Nepal has recently adopted federalist approach with the aim to bring economic as well as social transformation. We aspire to become an egalitarian society, ensuring equitable economy, prosperity and social justice. We also aspire to achieve perpetual peace, good governance, development and prosperity. While as a political document there does not seem to be much of a problem with either one of these, from an economic perspective, there appears to be a slight bit of tension among these aspirations.

Both economic development and social development has been a leading concern for Nepal. On one hand Nepal aims for achieving high income equality and poverty reduction through inclusive growth, while on the other it aims for high economic growth with increased productivity. Both goals are such that, social development through inclusive growth needs economic compromises and economic growth through productivity enhancement is likely to create more unequal distribution of income and assets.

Nepal, since 2000 has been giving eminent priority to inclusive participation, gender mainstreaming and poverty reduction. A series of positive impacts – poverty reduction to 13% in 7 years from its initial 33%, decline in hunger by 22.5%, reduction in Gini Coefficient to 0.35, resolved gender issues with increment in household headed by females, increment in average household income by 2.5%, net primary enrollment ratio of 96.6% and improvement in overall health outcomes – to name a few, can be regarded as astonishing achievement for Nepal. These achievements portray the dedication of Nepal over the past decade towards social development. The government of Nepal allocated more than NRs. 33 billion for social security alone.

However, these achievements have not been able to tackle the underlying challenges of Nepalese economic concerns as in the same period Nepal also faced slow economic progress with low PCI of US$850 in 2017 and is still lying among the 48 least developed countries despite its goal to upgrade itself to developing nation by 2022. The decline in employment from 84.3% in 2000 to 81.7% today, despite of majority of people migrating for foreign employment shows lack of productive, employment generating activities. The slow industrial progress with decline in agriculture productivity with only 2/5th of arable land illustrates that Nepal has been deteriorating in terms of investment climate, industrial growth and agricultural productivity. The inability of government to invest in priority projects is hindering the expansion of other sectors as well, further leading to slow economic growth. This depicts a contradictory picture of Nepal’s progress than compared to social development.

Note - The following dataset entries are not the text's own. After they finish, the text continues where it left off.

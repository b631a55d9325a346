//! domquery: chainable XPath query and mutation over an XML document
//!
//! A [`DocumentQuery`] owns one parsed document and the result set of the
//! last query run against it. Mutation methods (`append`, `prepend`,
//! `before`, `after`, `replace`, `remove`, `set_attr`, `merge`, ...) apply
//! to every node in that result set and return the query for chaining.
//!
//! # Quick Start
//!
//! ```rust,ignore
//! use domquery::{DocumentQuery, Fragment};
//!
//! let mut dq = DocumentQuery::new();
//! dq.load("<root><item>A</item><item test=\"x\">B</item></root>")?
//!     .path("//item[@test]")?
//!     .set_attr("seen", "1")?
//!     .append(&Fragment::parse("<note>hi</note>")?)?;
//! println!("{}", dq.to_xml()?);
//! ```
//!
//! The tree and XPath evaluation come from an engine implementing
//! [`xml_engine_traits::XPathEngine`]; [`xee_adapter::XeeEngine`] is the
//! default.

mod tracing_macros;

pub mod cursor;
pub mod error;
pub mod fragment;
pub mod options;
pub mod output;
pub mod query;
pub mod value;

// Re-export core types
pub use cursor::ResultCursor;
pub use error::{Error, Result};
pub use fragment::Fragment;
pub use options::Options;
pub use output::{ElementView, Output, OutputFormat};
pub use query::{DocumentQuery, Visitor, WalkContext};

// Re-export the default engine
pub use xee_adapter::{Node, XeeEngine};
pub use xml_engine_traits::NodeType;
//! The chainable query/mutation facade

use std::path::Path;

use xee_adapter::XeeEngine;
use xml_engine_traits::{NodeType, XPathEngine, XmlTree};

use crate::cursor::ResultCursor;
use crate::error::{Error, Result};
use crate::fragment::Fragment;
use crate::options::Options;
use crate::tracing_macros::{debug, trace};
use crate::value;

/// Where a copy goes relative to a destination node
#[derive(Debug, Clone, Copy, PartialEq, Eq)]
enum Placement {
    Append,
    Prepend,
    Before,
    After,
    Replace,
}

/// Handed to `walk`, `visit` and `each` callbacks for every matched node.
pub struct WalkContext<'a, E: XPathEngine = XeeEngine> {
    /// The result set being walked, as it was when the walk started
    pub results: &'a ResultCursor<E::Node>,
    pub element: E::Node,
    /// Index of `element` in `results`
    pub position: usize,
    /// The owning query. Issuing a new `path` here replaces the active
    /// cursor but does not affect the walk in progress.
    pub context: &'a mut DocumentQuery<E>,
}

/// Typed alternative to a `walk` closure
pub trait Visitor<E: XPathEngine = XeeEngine> {
    fn visit(&mut self, ctx: WalkContext<'_, E>) -> Result<()>;
}

/// An XML document plus the result set of the last query run against it.
///
/// Queries select nodes with XPath and store them in the active
/// [`ResultCursor`]; mutation methods then apply to every node in that
/// cursor. Most methods return `&mut Self` so calls chain:
///
/// ```rust,ignore
/// let mut dq = DocumentQuery::new();
/// dq.load(xml)?.path("//item[@test]")?.set_attr("seen", "1")?;
/// println!("{}", dq.to_xml()?);
/// ```
///
/// Methods ending in `_cursor` run a query without touching the active
/// cursor and hand the result back instead.
pub struct DocumentQuery<E: XPathEngine = XeeEngine> {
    pub(crate) engine: E,
    pub(crate) document: Option<E::Node>,
    pub(crate) results: ResultCursor<E::Node>,
    pub(crate) options: Options,
}
//! domquery: select nodes from an XML file with XPath, optionally change
//! them, and print the result.
//!
//! ```text
//! domquery books.xml "//book[@id='2']" --set-attr seen=1 --whole-document
//! domquery config.json "//port" --json-root config --format views
//! ```

use std::io::Read;
use std::process::ExitCode;

use anyhow::{bail, Context, Result};
use clap::{Parser, ValueEnum};
use tracing_subscriber::filter::Targets;
use tracing_subscriber::layer::SubscriberExt;
use tracing_subscriber::util::SubscriberInitExt;

use domquery::{DocumentQuery, Fragment, Options, Output, OutputFormat};

const LOG_ENV: &str = "DOMQUERY_LOG";

#[derive(Parser, Debug)]
#[command(name = "domquery", version, about, long_about = None)]
struct Cli {
    /// Input file (use `-` for stdin)
    file: String,

    /// XPath expression selecting the nodes to work on
    path: String,

    /// Read the input as JSON and convert it to a document with this root
    /// element name
    #[arg(long, value_name = "NAME")]
    json_root: Option<String>,

    /// Set an attribute on every matched element
    #[arg(long, value_name = "NAME=VALUE")]
    set_attr: Vec<String>,

    /// Remove an attribute from every matched element
    #[arg(long, value_name = "NAME")]
    remove_attr: Vec<String>,

    /// Append a copy of this markup to every matched node
    #[arg(long, value_name = "MARKUP")]
    append: Option<String>,

    /// Empty every matched node
    #[arg(long)]
    clear: bool,

    /// Detach every matched node from the document
    #[arg(long)]
    remove: bool,

    /// Print the whole document instead of the matched nodes
    #[arg(long)]
    whole_document: bool,

    #[arg(long, value_enum, default_value_t = Format::Markup)]
    format: Format,

    /// Indent markup output
    #[arg(long)]
    pretty: bool,

    /// Keep whitespace-only text nodes from the input
    #[arg(long)]
    preserve_whitespace: bool,
}

#[derive(ValueEnum, Clone, Copy, Debug, PartialEq, Eq)]
enum Format {
    /// Serialized XML
    Markup,
    /// JSON element views
    Views,
    /// Number of matched nodes
    Count,
}

fn init_tracing() {
    let Some(filter) = std::env::var(LOG_ENV)
        .ok()
        .and_then(|s| s.parse::<Targets>().ok())
    else {
        return;
    };
    tracing_subscriber::registry()
        .with(
            tracing_subscriber::fmt::layer()
                .with_writer(std::io::stderr)
                .with_target(true)
                .compact(),
        )
        .with(filter)
        .try_init()
        .ok();
}

fn read_input(file: &str) -> Result<String> {
    if file == "-" {
        let mut buf = String::new();
        std::io::stdin()
            .read_to_string(&mut buf)
            .context("failed to read stdin")?;
        return Ok(buf);
    }
    std::fs::read_to_string(file).with_context(|| format!("failed to read {file}"))
}

fn split_assignment(assignment: &str) -> Result<(&str, &str)> {
    match assignment.split_once('=') {
        Some((name, value)) if !name.is_empty() => Ok((name, value)),
        _ => bail!("expected NAME=VALUE, got `{assignment}`"),
    }
}

fn run(cli: &Cli) -> Result<()> {
    let options = Options::default()
        .preserve_whitespace(cli.preserve_whitespace)
        .format_output(cli.pretty);
    let mut dq = DocumentQuery::new().with_options(options);

    let source = read_input(&cli.file)?;
    let loaded = match &cli.json_root {
        Some(root) => {
            let data: serde_json::Value = serde_json::from_str(&source)
                .with_context(|| format!("{} is not valid JSON", cli.file))?;
            dq.load_value(root, &data)
        }
        None => dq.load(&source),
    };
    loaded.with_context(|| format!("failed to load {}", cli.file))?;

    dq.path(&cli.path)
        .with_context(|| format!("failed to evaluate `{}`", cli.path))?;
    let matched = dq.count();
    tracing::debug!(matched, path = %cli.path, "selected nodes");

    // re-select before each step so it sees what earlier steps changed
    for assignment in &cli.set_attr {
        let (name, value) = split_assignment(assignment)?;
        dq.path(&cli.path)?.set_attr(name, value)?;
    }
    for name in &cli.remove_attr {
        dq.path(&cli.path)?.remove_attr(name)?;
    }
    if let Some(markup) = &cli.append {
        let fragment = Fragment::parse(markup).context("invalid --append markup")?;
        dq.path(&cli.path)?.append(&fragment)?;
    }
    if cli.clear {
        dq.path(&cli.path)?.clear()?;
    }
    if cli.remove {
        dq.path(&cli.path)?.remove()?;
    }

    let output = match (cli.format, cli.whole_document) {
        (Format::Count, _) => {
            println!("{matched}");
            return Ok(());
        }
        (Format::Markup, true) => dq.save(OutputFormat::Markup)?,
        (Format::Markup, false) => dq.save_results(OutputFormat::Markup)?,
        (Format::Views, true) => dq.save(OutputFormat::Views)?,
        (Format::Views, false) => dq.save_results(OutputFormat::Views)?,
    };

    match output {
        Output::Markup(markup) => println!("{}", markup.trim_end()),
        Output::Views(views) => println!(
            "{}",
            serde_json::to_string_pretty(&views).context("failed to encode views")?
        ),
        Output::Dom(_) => bail!("document output cannot be printed"),
    }
    Ok(())
}

fn main() -> ExitCode {
    init_tracing();
    let cli = Cli::parse();
    match run(&cli) {
        Ok(()) => ExitCode::SUCCESS,
        Err(err) => {
            eprintln!("domquery: {err:#}");
            ExitCode::FAILURE
        }
    }
}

We cannot completely deny the role of remittance, aid and migration in the various social achievements. Thus, we can say that there is food in our belly but yet we are not self-sustainable. Despite the deteriorating macroeconomic variables of Nepal, the indicators of social sector enhancement showed more positive results. This makes it apparent that in case of Nepal, the achievement of social progress is negatively correlated to the achievement of economic progress. One important question for Nepal to dwell over, at this juncture then would be, will it be rational to compromise, as a country, a fair portion of otherwise potential economic growth for social growth?

The achievement of both the goals together seems to be paradoxical. Economic growth being a pre-requisite, Nepal for social development can either aim for equality of opportunity or equality of outcome. Focusing on outcome equality is practically not a rational or possible goal and more equal distribution of income might create additional problems resulting in stagnant economy. Nepal can achieve economic growth and social development by focusing in equality of opportunity. However, we need to understand that this approach is likely to create social and income disparity. Equality of opportunity will hamper the equity and equality goals of Nepal as everyone is not equal and all will have different ways to avail the opportunities. Some will benefit highly while others might not. Which of the two is more logical approach, is for us to decide. It is a trade-off.

 

Ayushma Maharjan

About Ayushma Maharjan

Ayushma is working as an intern in the research department of Samriddhi Foundation.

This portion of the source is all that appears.